* _EXERCISE DIRECTIONS_:
The number of lines holding "EnvFilter" in the listing below is all you should give.

* _DATASET EXCERPTS_:
// ═══════════════════════════════════════════════════════
// CATALOG
// ═══════════════════════════════════════════════════════

#[tokio::test]
async fn catalog_groups_supported_resources_by_section() {
    let dir = tempfile::tempdir().unwrap();
    let config = config(dir.path());
    let mut driver = portal();
    driver.navigate(COURSE).await.unwrap();

    let group = ResourceCatalog::new(&config.selectors)
        .scan(&driver)
        .await
        .unwrap();
    assert_eq!(group.section_names(), vec!["Week 1", "Week 2"]);

    let week1: Vec<_> = group
        .get("Week 1")
        .unwrap()
        .iter()
        .map(|r| (r.display_name.as_str(), r.kind))
        .collect();
    assert_eq!(
        week1,
        vec![
            ("Lecture Notes", ResourceKind::Document),
            ("Lab Files", ResourceKind::Folder),
            ("Reference Docs", ResourceKind::ExternalLink),
        ]
    );
    assert_eq!(group.len(), 5);
    assert_eq!(group.count_of(ResourceKind::Quiz), 1);
    let week2 = group.get("Week 2").unwrap();
    assert_eq!(week2[0].display_name, "Missing Handout");
    assert_eq!(week2[1].url, QUIZ);
}

// ═══════════════════════════════════════════════════════
// RESOURCES
// ═══════════════════════════════════════════════════════

#[tokio::test]
async fn off_domain_link_is_recorded() {
    let dir = tempfile::tempdir().unwrap();
    let config = config(dir.path());
    let mut driver = portal();
    let out = OutputLayout::new(&config.output_dir).course("Intro to Programming");

    let link = Resource::new("Reference Docs", DOCS, ResourceKind::ExternalLink);
    let extracted = ResourceDownloader::new(&config)
        .extract(&mut driver, &link, &out, &mut Progress::silent())
        .await
        .unwrap();

    let record = out.link_record("Reference Docs");
    assert_eq!(
        extracted,
        Extracted::Files(course_harvest::model::ExtractionArtifact {
            link_record: Some(record.clone()),
            ..Default::default()
        })
    );
    assert!(record.ends_with("links/Reference_Docs.txt"));
    let text = std::fs::read_to_string(&record).unwrap();
    assert_eq!(text, format!("Name: Reference Docs\nURL: {EXTERNAL}\n"));
}

#[tokio::test]
async fn quiz_questions_become_markdown_and_screenshots() {
    let dir = tempfile::tempdir().unwrap();
    let config = config(dir.path());
    let mut driver = portal();
    let course = OutputLayout::new(&config.output_dir).course("Intro to Programming");

    let quiz = Resource::new("Quiz 1", QUIZ, ResourceKind::Quiz);
    let extracted = ResourceDownloader::new(&config)
        .extract(&mut driver, &quiz, &course, &mut Progress::silent())
        .await
        .unwrap();
    let Extracted::Quiz(summary) = extracted else {
        panic!("expected a quiz summary, got {extracted:?}");
    };
    assert_eq!(summary.questions, 3);
    assert_eq!(summary.processed, 3);
    assert_eq!(summary.failed, 0);
    assert_eq!(summary.partial, 0);

    let out = course.quiz("Quiz 1");
    for n in ["1", "2", "3"] {
        let md = std::fs::read_to_string(out.markdown(n)).unwrap();
        assert!(md.contains(&format!("Question {n} asks for the answer.")), "{md}");
        assert!(md.contains("## Starter Code:\n\n```cpp\nint main() { return 0; }\n```"));
        assert!(!md.contains("Saved Code"), "placeholder leaked into {n}.md");
        assert!(!md.contains("Jane"));
        assert!(!md.contains("Answer:"));
        assert!(out.screenshot(n).exists());
    }
    // Each page was submitted once to reveal its outcome table.
    let checks = driver.clicks().iter().filter(|c| c.selector == CHECK).count();
    assert_eq!(checks, 3);
}

#[tokio::test]
async fn closed_quiz_is_reported_as_unavailable() {
    let dir = tempfile::tempdir().unwrap();
    let config = config(dir.path());
    let mut driver = portal();
    driver.add_page(QUIZ, "<p>This quiz closed on Monday.</p>");
    let course = OutputLayout::new(&config.output_dir).course("Intro to Programming");

    let quiz = Resource::new("Quiz 1", QUIZ, ResourceKind::Quiz);
    let err = ResourceDownloader::new(&config)
        .extract(&mut driver, &quiz, &course, &mut Progress::silent())
        .await
        .unwrap_err();
    assert!(matches!(
        err.downcast_ref::<HarvestError>(),
        Some(HarvestError::QuizUnavailable(name)) if name == "Quiz 1"
    ));
}

// ═══════════════════════════════════════════════════════
// FULL RUNS
// ═══════════════════════════════════════════════════════

#[tokio::test]
async fn full_run_logs_in_and_extracts_everything() {
    let dir = tempfile::tempdir().unwrap();
    let config = config(dir.path());
    let mut driver = portal();
    let mut prompter = ScriptedPrompter::new(&[]).with_credentials(credentials());
    let (tx, mut rx) = progress::channel();
    let mut progress = Progress::new(Some(tx));

    let summary = Harvester::new(&config)
        .run(&mut driver, &mut prompter, &mut progress)
        .await
        .unwrap();
    assert_eq!(
        summary,
        RunSummary {
            courses: 1,
            resources: 5,
            succeeded: 4,
            failed: 1,
        }
    );
    assert_eq!(
        prompter.asked,
        vec![
            "Select courses".to_string(),
            "Select resources from Intro to Programming".to_string(),
        ]
    );

    let course = config.output_dir.join("Intro_to_Programming");
    assert!(course.join("course.png").exists());
    assert_eq!(std::fs::read(course.join("documents/notes.pdf")).unwrap(), b"%PDF-1.7");
    assert_eq!(std::fs::read(course.join("documents/labs.zip")).unwrap(), b"PK\x03\x04");
    assert!(course.join("links/Reference_Docs.txt").exists());
    assert!(course.join("Quiz_1/3.md").exists());
    assert!(course.join("Quiz_1/screenshots/3.png").exists());
    assert!(!course.join(".staging").exists());
    // The broken handout was attempted and did not stop the resources after it.
    assert!(driver.navigations().iter().any(|u| u == HANDOUT));

    // The session was saved for the next run.
    assert!(read_cookie_jar(&config.cookie_file).unwrap().is_empty());

    let events = drain(&mut rx);
    assert!(matches!(
        events.first(),
        Some(ProgressEventKind::CourseStarted { name, .. }) if name == "Intro to Programming"
    ));
    assert!(events.iter().any(|e| matches!(
        e,
        ProgressEventKind::ResourceFailed { name, kind: ResourceKind::Document, .. }
            if name == "Missing Handout"
    )));
    let questions = events
        .iter()
        .filter(|e| matches!(e, ProgressEventKind::QuestionProcessed { .. }))
        .count();
    assert_eq!(questions, 3);
    assert!(matches!(
        events.last(),
        Some(ProgressEventKind::RunComplete { courses: 1, resources: 5, .. })
    ));
}

#[tokio::test]
async fn saved_session_skips_login() {
    let dir = tempfile::tempdir().unwrap();
    let mut config = config(dir.path());
    config.courses = vec!["intro".to_string()];
    let jar = vec![SessionCookie {
        name: "MoodleSession".into(),
        value: "abc123".into(),
        domain: "portal.example".into(),
        path: "/".into(),
        expires: None,
        http_only: true,
        secure: true,
    }];
    std::fs::write(&config.cookie_file, serde_json::to_string(&jar).unwrap()).unwrap();

    let mut driver = portal();
    driver.add_page(HOME, r#"<a href="/course/view.php?id=9">Intro to Programming</a>"#);
    // Only the link gets picked.
    let mut prompter = ScriptedPrompter::new(&["3"]);

    let summary = Harvester::new(&config)
        .run(&mut driver, &mut prompter, &mut Progress::silent())
        .await
        .unwrap();
    assert_eq!(summary.resources, 1);
    assert_eq!(summary.succeeded, 1);
    assert_eq!(driver.cookies().await.unwrap(), jar);
    assert!(!driver.navigations().iter().any(|u| u == LOGIN));
    // Configured course names bypass the course prompt.
    assert_eq!(prompter.asked.len(), 1);
    assert!(config
        .output_dir
        .join("Intro_to_Programming/links/Reference_Docs.txt")
        .exists());
}

#[tokio::test]
async fn rejected_login_ends_the_run() {
    let dir = tempfile::tempdir().unwrap();
    let config = config(dir.path());
    let mut driver = portal();
    // Submitting leaves the browser on the form.
    driver.on_click(LOGIN, ".btn-submit", ClickEffect::Navigate(LOGIN.into()));
    let mut prompter = ScriptedPrompter::new(&[]).with_credentials(credentials());

    let err = Harvester::new(&config)
        .run(&mut driver, &mut prompter, &mut Progress::silent())
        .await
        .unwrap_err();
    let classified = err.downcast_ref::<HarvestError>().unwrap();
    assert!(matches!(classified, HarvestError::AuthenticationFailed(_)));
    assert!(prompter.asked.is_empty());
    assert!(!config.output_dir.exists());
}

#[tokio::test]
async fn declining_every_resource_writes_only_the_snapshot() {
    let dir = tempfile::tempdir().unwrap();
    let config = config(dir.path());
    let mut driver = portal();
    let mut prompter = ScriptedPrompter::new(&["all", ""]).with_credentials(credentials());

    let summary = Harvester::new(&config)
        .run(&mut driver, &mut prompter, &mut Progress::silent())
        .await
        .unwrap();
    assert_eq!(summary.courses, 1);
    assert_eq!(summary.resources, 0);

    let course = config.output_dir.join("Intro_to_Programming");
    assert!(course.join("course.png").exists());
    assert!(!course.join("documents").exists());
    assert!(!course.join("Quiz_1").exists());
}
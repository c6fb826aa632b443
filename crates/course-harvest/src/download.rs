// Copyright 2026 Course Harvest Contributors
// SPDX-License-Identifier: Apache-2.0

//! Per-kind extraction of a single resource.

use crate::config::HarvestConfig;
use crate::driver::{Download, DownloadTrigger, PageDriver};
use crate::error::HarvestError;
use crate::model::{ExtractionArtifact, Resource, ResourceKind};
use crate::output::{download_filename, link_record, write_file, CourseOutput};
use crate::progress::Progress;
use crate::quiz::{QuizQuestionWalker, QuizSummary};
use anyhow::Result;
use std::path::PathBuf;
use url::Url;

/// What extracting one resource produced.
#[derive(Debug, Clone, PartialEq, Eq)]
pub enum Extracted {
    Files(ExtractionArtifact),
    Quiz(QuizSummary),
}

/// Dispatches a resource to the handler for its kind.
pub struct ResourceDownloader<'a> {
    config: &'a HarvestConfig,
}

impl<'a> ResourceDownloader<'a> {
    pub fn new(config: &'a HarvestConfig) -> Self {
        Self { config }
    }

    #[tracing::instrument(skip_all, fields(kind = %resource.kind, name = %resource.display_name))]
    pub async fn extract(
        &self,
        driver: &mut dyn PageDriver,
        resource: &Resource,
        course: &CourseOutput,
        progress: &mut Progress,
    ) -> Result<Extracted> {
        match resource.kind {
            ResourceKind::Document => {
                let path = self.document(driver, resource, course).await?;
                Ok(Extracted::Files(ExtractionArtifact {
                    download: Some(path),
                    ..Default::default()
                }))
            }
            ResourceKind::Folder => {
                let path = self.folder(driver, resource, course).await?;
                Ok(Extracted::Files(ExtractionArtifact {
                    download: Some(path),
                    ..Default::default()
                }))
            }
            ResourceKind::ExternalLink => {
                let path = self.link(driver, resource, course).await?;
                Ok(Extracted::Files(ExtractionArtifact {
                    link_record: Some(path),
                    ..Default::default()
                }))
            }
            ResourceKind::Quiz => {
                let out = course.quiz(&resource.display_name);
                let summary = QuizQuestionWalker::new(self.config)
                    .walk(driver, resource, &out, progress)
                    .await?;
                Ok(Extracted::Quiz(summary))
            }
        }
    }

    /// Navigating to a document starts its download; the navigation itself
    /// failing is expected.
    async fn document(
        &self,
        driver: &mut dyn PageDriver,
        resource: &Resource,
        course: &CourseOutput,
    ) -> Result<PathBuf> {
        let download = driver
            .capture_download(
                DownloadTrigger::Navigate(resource.url.clone()),
                &course.staging_dir(),
                self.config.timing.download_timeout(),
            )
            .await?
            .ok_or_else(|| HarvestError::NoDownload(resource.display_name.clone()))?;
        self.store(download, resource, course).await
    }

    /// Folders download through their "download as archive" control; there
    /// is no fallback when it is missing.
    async fn folder(
        &self,
        driver: &mut dyn PageDriver,
        resource: &Resource,
        course: &CourseOutput,
    ) -> Result<PathBuf> {
        driver.navigate(&resource.url).await?;
        let control = driver
            .query_selector(&self.config.selectors.folder_archive_control)
            .await?
            .ok_or_else(|| HarvestError::NoDownloadControl(resource.display_name.clone()))?;
        let download = driver
            .capture_download(
                DownloadTrigger::Click(control.handle),
                &course.staging_dir(),
                self.config.timing.download_timeout(),
            )
            .await?
            .ok_or_else(|| HarvestError::NoDownload(resource.display_name.clone()))?;
        self.store(download, resource, course).await
    }

    async fn store(
        &self,
        download: Download,
        resource: &Resource,
        course: &CourseOutput,
    ) -> Result<PathBuf> {
        let name = download_filename(
            download.suggested_filename.as_deref(),
            &resource.display_name,
            resource.kind,
        );
        let dest = course.documents_dir().join(name);
        download.save_as(&dest).await?;
        tracing::info!(path = %dest.display(), "saved download");
        Ok(dest)
    }

    /// Resolve where an external link really points and record it.
    async fn link(
        &self,
        driver: &mut dyn PageDriver,
        resource: &Resource,
        course: &CourseOutput,
    ) -> Result<PathBuf> {
        let target = self.resolve_link(driver, resource).await?;
        let path = course.link_record(&resource.display_name);
        write_file(&path, link_record(&resource.display_name, &target)).await?;
        tracing::info!(url = %target, "recorded link");
        Ok(path)
    }

    /// Either the browser left the portal, or the portal shows a workaround
    /// notice holding the target. Anything else is unresolvable.
    pub async fn resolve_link(&self, driver: &mut dyn PageDriver, resource: &Resource) -> Result<String> {
        let nav = driver.navigate(&resource.url).await?;
        let landed = nav.final_url;
        if self.is_off_domain(&landed) {
            return Ok(landed);
        }

        let notice = driver
            .query_selector(&self.config.selectors.link_workaround)
            .await?;
        if let Some(href) = notice.as_ref().and_then(|n| n.attr("href")) {
            let target = Url::parse(&landed)
                .and_then(|base| base.join(href))
                .map(String::from)
                .unwrap_or_else(|_| href.to_string());
            return Ok(target);
        }

        Err(HarvestError::UnresolvedLink {
            name: resource.display_name.clone(),
            url: landed,
        }
        .into())
    }

    fn is_off_domain(&self, url: &str) -> bool {
        let Some(portal) = self.config.base_host() else {
            return false;
        };
        match Url::parse(url).ok().as_ref().and_then(Url::host_str) {
            Some(host) => !host.eq_ignore_ascii_case(&portal),
            None => false,
        }
    }
}

#[cfg(test)]
mod tests {
    use super::*;
    use crate::config::Timing;
    use crate::driver::memory::{ClickEffect, MemoryDriver, ScriptedDownload};
    use crate::output::OutputLayout;

    const BASE: &str = "https://portal.example";

    fn config() -> HarvestConfig {
        HarvestConfig {
            base_url: BASE.to_string(),
            timing: Timing::instant(),
            ..Default::default()
        }
    }

    async fn run(
        driver: &mut MemoryDriver,
        resource: &Resource,
        root: &std::path::Path,
    ) -> Result<Extracted> {
        let config = config();
        let course = OutputLayout::new(root).course("Course");
        ResourceDownloader::new(&config)
            .extract(driver, resource, &course, &mut Progress::silent())
            .await
    }

    #[tokio::test]
    async fn document_uses_suggested_name() {
        let dir = tempfile::tempdir().unwrap();
        let url = format!("{BASE}/mod/resource/view.php?id=1");
        let mut driver = MemoryDriver::new();
        driver.add_download(&url, ScriptedDownload::new(Some("week1.pdf"), b"%PDF-1.7".to_vec()));

        let resource = Resource::new("Week 1 slides", &url, ResourceKind::Document);
        let extracted = run(&mut driver, &resource, dir.path()).await.unwrap();
        let expected = dir.path().join("Course/documents/week1.pdf");
        assert_eq!(
            extracted,
            Extracted::Files(ExtractionArtifact {
                download: Some(expected.clone()),
                ..Default::default()
            })
        );
        assert_eq!(std::fs::read(expected).unwrap(), b"%PDF-1.7");
    }

    #[tokio::test]
    async fn document_without_suggestion_falls_back_to_display_name() {
        let dir = tempfile::tempdir().unwrap();
        let url = format!("{BASE}/mod/resource/view.php?id=1");
        let mut driver = MemoryDriver::new();
        driver.add_download(&url, ScriptedDownload::new(None, b"x".to_vec()));

        let resource = Resource::new("Syllabus (2026)", &url, ResourceKind::Document);
        run(&mut driver, &resource, dir.path()).await.unwrap();
        assert!(dir.path().join("Course/documents/Syllabus_2026.pdf").exists());
    }

    #[tokio::test]
    async fn document_that_never_downloads_fails() {
        let dir = tempfile::tempdir().unwrap();
        let url = format!("{BASE}/mod/resource/view.php?id=1");
        let mut driver = MemoryDriver::new();
        driver.add_page(&url, "<p>Embedded viewer</p>");

        let resource = Resource::new("Slides", &url, ResourceKind::Document);
        let err = run(&mut driver, &resource, dir.path()).await.unwrap_err();
        assert!(matches!(
            err.downcast_ref::<HarvestError>(),
            Some(HarvestError::NoDownload(_))
        ));
    }

    #[tokio::test]
    async fn folder_clicks_archive_control() {
        let dir = tempfile::tempdir().unwrap();
        let url = format!("{BASE}/mod/folder/view.php?id=3");
        let control = "form[action*='download_folder.php'] button[type='submit']";
        let mut driver = MemoryDriver::new();
        driver.add_page(
            &url,
            r#"<form action="https://portal.example/mod/folder/download_folder.php"><button type="submit">Download folder</button></form>"#,
        );
        driver.on_click(
            &url,
            control,
            ClickEffect::Download(ScriptedDownload::new(None, b"PK".to_vec())),
        );

        let resource = Resource::new("Lab files", &url, ResourceKind::Folder);
        run(&mut driver, &resource, dir.path()).await.unwrap();
        assert_eq!(
            std::fs::read(dir.path().join("Course/documents/Lab_files.zip")).unwrap(),
            b"PK"
        );
    }

    #[tokio::test]
    async fn folder_without_control_fails() {
        let dir = tempfile::tempdir().unwrap();
        let url = format!("{BASE}/mod/folder/view.php?id=3");
        let mut driver = MemoryDriver::new();
        driver.add_page(&url, "<ul><li>a.c</li></ul>");

        let resource = Resource::new("Lab files", &url, ResourceKind::Folder);
        let err = run(&mut driver, &resource, dir.path()).await.unwrap_err();
        assert!(matches!(
            err.downcast_ref::<HarvestError>(),
            Some(HarvestError::NoDownloadControl(_))
        ));
    }

    #[tokio::test]
    async fn link_via_workaround_notice() {
        let dir = tempfile::tempdir().unwrap();
        let url = format!("{BASE}/mod/url/view.php?id=5");
        let mut driver = MemoryDriver::new();
        driver.add_page(
            &url,
            r#"<div class="urlworkaround">Click <a href="https://docs.example/ref">https://docs.example/ref</a> link.</div>"#,
        );

        let resource = Resource::new("Reference", &url, ResourceKind::ExternalLink);
        run(&mut driver, &resource, dir.path()).await.unwrap();
        assert_eq!(
            std::fs::read_to_string(dir.path().join("Course/links/Reference.txt")).unwrap(),
            "Name: Reference\nURL: https://docs.example/ref\n"
        );
    }

    #[tokio::test]
    async fn on_domain_link_without_notice_is_unresolved() {
        let dir = tempfile::tempdir().unwrap();
        let url = format!("{BASE}/mod/url/view.php?id=5");
        let mut driver = MemoryDriver::new();
        driver.add_page(&url, "<p>Nothing here</p>");

        let resource = Resource::new("Reference", &url, ResourceKind::ExternalLink);
        let err = run(&mut driver, &resource, dir.path()).await.unwrap_err();
        match err.downcast_ref::<HarvestError>() {
            Some(HarvestError::UnresolvedLink { name, url: landed }) => {
                assert_eq!(name, "Reference");
                assert_eq!(landed, &url);
            }
            other => panic!("unexpected error: {other:?}"),
        }
        assert!(!dir.path().join("Course/links/Reference.txt").exists());
    }
}
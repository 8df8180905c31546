//! Tracing subscriber setup.
//!
//! `RUST_LOG` wins over the configured level. Output is either
//! human-readable text or one JSON object per line.

use tracing_subscriber::{fmt, layer::SubscriberExt, util::SubscriberInitExt, EnvFilter};

use crate::config::LoggingConfig;
use crate::error::CoreError;

fn env_filter(level: &str) -> EnvFilter {
    EnvFilter::try_from_default_env()
        .or_else(|_| EnvFilter::try_new(level))
        .unwrap_or_else(|_| EnvFilter::new("info"))
}

/// Install the global subscriber described by `config`.
///
/// Fails if a global subscriber is already installed.
pub fn try_init(config: &LoggingConfig) -> Result<(), CoreError> {
    let json = config.json.then(|| {
        fmt::layer()
            .json()
            .with_current_span(false)
            .with_target(true)
            .with_thread_ids(true)
    });
    let text = (!config.json).then(|| fmt::layer().with_target(true).with_thread_ids(true));

    tracing_subscriber::registry()
        .with(env_filter(&config.level))
        .with(json)
        .with(text)
        .try_init()
        .map_err(|e| CoreError::Config(format!("logging already initialized: {e}")))
}

/// Install the subscriber from configuration, keeping any existing one.
pub fn init_from_config(config: &LoggingConfig) {
    if try_init(config).is_err() {
        tracing::debug!("Global subscriber already installed");
    }
}

/// Text output at `info` unless `RUST_LOG` says otherwise.
///
/// ```no_run
/// ecolingua_core::logging::init();
/// tracing::info!(store_capacity = 10_000, "Pipeline started");
/// ```
pub fn init() {
    init_from_config(&LoggingConfig::default());
}

/// JSON-lines output for log shippers.
pub fn init_json() {
    init_from_config(&LoggingConfig {
        json: true,
        ..LoggingConfig::default()
    });
}
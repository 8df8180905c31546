use std::path::PathBuf;

use anyhow::{bail, Context};
use ecolingua_core::Config;

/// Resolve configuration: defaults or `--config <path>`, then `ECOLINGUA_*`
/// environment overrides, then validation.
pub fn load(args: &[String]) -> anyhow::Result<Config> {
    let mut config = match parse_config_path(args)? {
        Some(path) => Config::from_file(&path)
            .with_context(|| format!("loading config from {}", path.display()))?,
        None => Config::default_config(),
    };

    config
        .apply_env_overrides()
        .context("applying environment overrides")?;
    config.validate().context("validating configuration")?;
    Ok(config)
}

fn parse_config_path(args: &[String]) -> anyhow::Result<Option<PathBuf>> {
    let mut args_iter = args.iter();
    while let Some(arg) = args_iter.next() {
        if arg == "--config" {
            if let Some(path) = args_iter.next() {
                return Ok(Some(PathBuf::from(path)));
            }
            bail!("--config was provided without a path");
        }
    }

    Ok(None)
}
//! Carbon sequestration estimate

use ecolingua_domain::{CarbonAnalysis, ResolvedConditions};

use crate::jitter::JitterSource;
use crate::round_to;

/// Baseline sequestration rate
pub const BASE_SEQUESTRATION: f64 = 5.0;

const RATE_JITTER: (f64, f64) = (-1.0, 1.0);
const CREDITS_JITTER: (f64, f64) = (-5.0, 15.0);

/// Photosynthesis factor from temperature
pub fn temperature_factor(temperature: f64) -> f64 {
    if (20.0..=30.0).contains(&temperature) {
        1.2
    } else if (15.0..=35.0).contains(&temperature) {
        1.0
    } else {
        0.7
    }
}

/// Plant growth factor from humidity
pub fn humidity_factor(humidity: f64) -> f64 {
    if (50.0..=70.0).contains(&humidity) {
        1.1
    } else {
        0.9
    }
}

/// Estimate sequestration, credits, net balance and efficiency
pub fn analyze_carbon(conditions: &ResolvedConditions, jitter: &dyn JitterSource) -> CarbonAnalysis {
    let modelled = BASE_SEQUESTRATION
        * temperature_factor(conditions.temperature)
        * humidity_factor(conditions.humidity);
    let rate = (modelled + jitter.uniform(RATE_JITTER.0, RATE_JITTER.1)).max(0.0);

    let credits = (rate * 10.0 + jitter.uniform(CREDITS_JITTER.0, CREDITS_JITTER.1))
        .round()
        .max(0.0);

    let net_balance = rate - (conditions.co2 - 400.0) * 0.01;
    let efficiency = (rate / BASE_SEQUESTRATION * 100.0).clamp(0.0, 100.0);

    CarbonAnalysis {
        sequestration_rate: round_to(rate, 2),
        credits_potential: credits as u32,
        net_balance: round_to(net_balance, 2),
        efficiency_percent: round_to(efficiency, 1),
    }
}
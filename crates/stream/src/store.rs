//! Bounded telemetry history
//!
//! An append-only ring buffer of (reading, result) pairs, oldest first. When
//! full, the head is evicted under the same lock as the insert.

use std::collections::VecDeque;
use std::sync::{Arc, PoisonError, RwLock};

use ecolingua_domain::{Reading, ScoringResult};
use serde::Serialize;

/// One stored pipeline run
#[derive(Debug, Clone, Serialize)]
#[serde(rename_all = "camelCase")]
pub struct TelemetryRecord {
    /// Validated reading
    pub reading: Reading,
    /// Assessment derived from the reading
    pub result: ScoringResult,
}

/// Process-wide bounded history of readings.
#[derive(Debug)]
pub struct TelemetryStore {
    records: RwLock<VecDeque<Arc<TelemetryRecord>>>,
    capacity: usize,
}

impl TelemetryStore {
    /// Default number of retained readings
    pub const DEFAULT_CAPACITY: usize = 10_000;

    /// Create a store holding at most `capacity` records (minimum 1)
    pub fn new(capacity: usize) -> Self {
        let capacity = capacity.max(1);
        Self {
            records: RwLock::new(VecDeque::with_capacity(capacity.min(4096))),
            capacity,
        }
    }

    /// Append at the tail, evicting the oldest record when full.
    ///
    /// Returns the evicted record, if any.
    pub fn append(&self, reading: Reading, result: ScoringResult) -> Option<Arc<TelemetryRecord>> {
        let record = Arc::new(TelemetryRecord { reading, result });
        let mut records = self.records.write().unwrap_or_else(PoisonError::into_inner);

        let evicted = if records.len() >= self.capacity {
            records.pop_front()
        } else {
            None
        };
        records.push_back(record);
        evicted
    }

    /// Copy of the buffer, oldest first
    pub fn snapshot(&self) -> Vec<Arc<TelemetryRecord>> {
        let records = self.records.read().unwrap_or_else(PoisonError::into_inner);
        records.iter().cloned().collect()
    }

    /// Most recently appended record
    pub fn latest(&self) -> Option<Arc<TelemetryRecord>> {
        let records = self.records.read().unwrap_or_else(PoisonError::into_inner);
        records.back().cloned()
    }

    /// Number of stored records
    pub fn len(&self) -> usize {
        self.records.read().unwrap_or_else(PoisonError::into_inner).len()
    }

    /// Whether nothing has been stored yet
    pub fn is_empty(&self) -> bool {
        self.len() == 0
    }

    /// Maximum number of stored records
    pub fn capacity(&self) -> usize {
        self.capacity
    }
}

impl Default for TelemetryStore {
    fn default() -> Self {
        Self::new(Self::DEFAULT_CAPACITY)
    }
}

* _PROBLEM SOLUTION_:
5